Section titled “DORA Metrics (2025 canonical 5-metric model)”

LumenFlow tracks the five metrics defined by dora.dev and refreshed by the CDF Oct 2025 announcement. Aggregation follows DORA canonical guidance: mean for deployment frequency, median for lead time and FDRT.

MetricGroupFormulaUnitAggregationTarget
Deployment FrequencyThroughputcommits_in_window / days_in_window * 7/weekmeanDaily → weekly
Lead Time for ChangesThroughputWU cycle time = completed_at − claimed_athoursmedian< 24h
Failed Deployment Recovery (FDRT)Throughputmedian(time between paired EMERGENCY commits)hoursmedian< 1h
Change Failure Rate (CFR)Instabilityfailures / total_deployments * 100%ratio< 15%
Deployment Rework RateInstability(revert + hotfix commits) / total_deployments * 100%ratio< 5%
pnpm metrics:snapshot                 # All metrics, JSON output
pnpm metrics:snapshot --type dora     # DORA metrics only
pnpm metrics:snapshot --days 30       # 30-day window (normalised to per-week)
pnpm metrics:snapshot --dry-run       # Preview; no NDJSON written, no cloud sync

Example output:

DORA METRICS (2025 canonical 5-metric model)
Deployment Frequency: 6/week (elite)
Lead Time: 12h median (elite)
Failed Deployment Recovery Time: 0.5h median (elite)
Change Failure Rate: 8% (elite)
Deployment Rework Rate: 3% (elite)

When a workspace has a control_plane endpoint configured, DORA records are shipped to POST <endpoint>/api/v1/telemetry in batches of up to 1000 records. A typical metrics:snapshot run emits 5 records and fits in a single batch.
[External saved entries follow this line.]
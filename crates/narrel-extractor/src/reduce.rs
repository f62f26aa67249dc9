//! Relation reducer
//!
//! Collapses a document's relation list to one relation per
//! `(rtype, head root, sub root)`, keeping first-seen order.

use std::collections::HashSet;

use crate::relation::{Relation, RelationType};

/// Identity of a relation for deduplication: type plus both root tokens
/// (sentence index, token index)
type RelationKey = (RelationType, (usize, usize), (usize, usize));

fn key(relation: &Relation<'_>) -> RelationKey {
    (
        relation.rtype,
        (relation.head.sentence().index(), relation.head.root_index()),
        (relation.sub.sentence().index(), relation.sub.root_index()),
    )
}

/// Drop relations that repeat an earlier `(rtype, head.root, sub.root)`.
///
/// The result is a subsequence of `relations` and reducing it again is a
/// no-op.
pub fn reduce_relations<'d>(relations: &[Relation<'d>]) -> Vec<Relation<'d>> {
    let mut seen: HashSet<RelationKey> = HashSet::new();
    let reduced: Vec<Relation<'d>> = relations
        .iter()
        .filter(|r| seen.insert(key(r)))
        .cloned()
        .collect();

    tracing::debug!(
        "Reduced {} relations to {}",
        relations.len(),
        reduced.len()
    );

    reduced
}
Records are first appended to .lumenflow/telemetry/dora.ndjson, then the cloud sync worker reads from the persisted cursor offset and posts batched payloads. This gives offline resilience: retries resume from the last acknowledged offset.

Every record carries a tags bag the control plane can slice dashboards by. Values are primitive (string | number | boolean); missing values are omitted rather than emitted as empty strings.

TagSourceExample
source_typeHard-coded"dora"
calculated_byHard-coded"metrics:snapshot"
tierPer-metric classification"elite"
repogit config --get remote.origin.url → parsed owner/repo"hellmai/lumenflow"
branchgit rev-parse --abbrev-ref HEAD"lane/framework-metrics/wu-2635"
commit_shagit rev-parse HEAD"deadbeef…"
serviceworkspace.yamlservice (or software_delivery.service)"control-plane"
environmentworkspace.yamlenvironment, fallback LUMENFLOW_ENV"prod"
snapshot_window--days flag"7d", "30d"
pipelineCI_PIPELINE_NAME, fallback GITHUB_WORKFLOW"main-ci"
deploy_targetDEPLOY_TARGET"prod-eu"
workflow_run_idGITHUB_RUN_ID, fallback CI_PIPELINE_ID"987654"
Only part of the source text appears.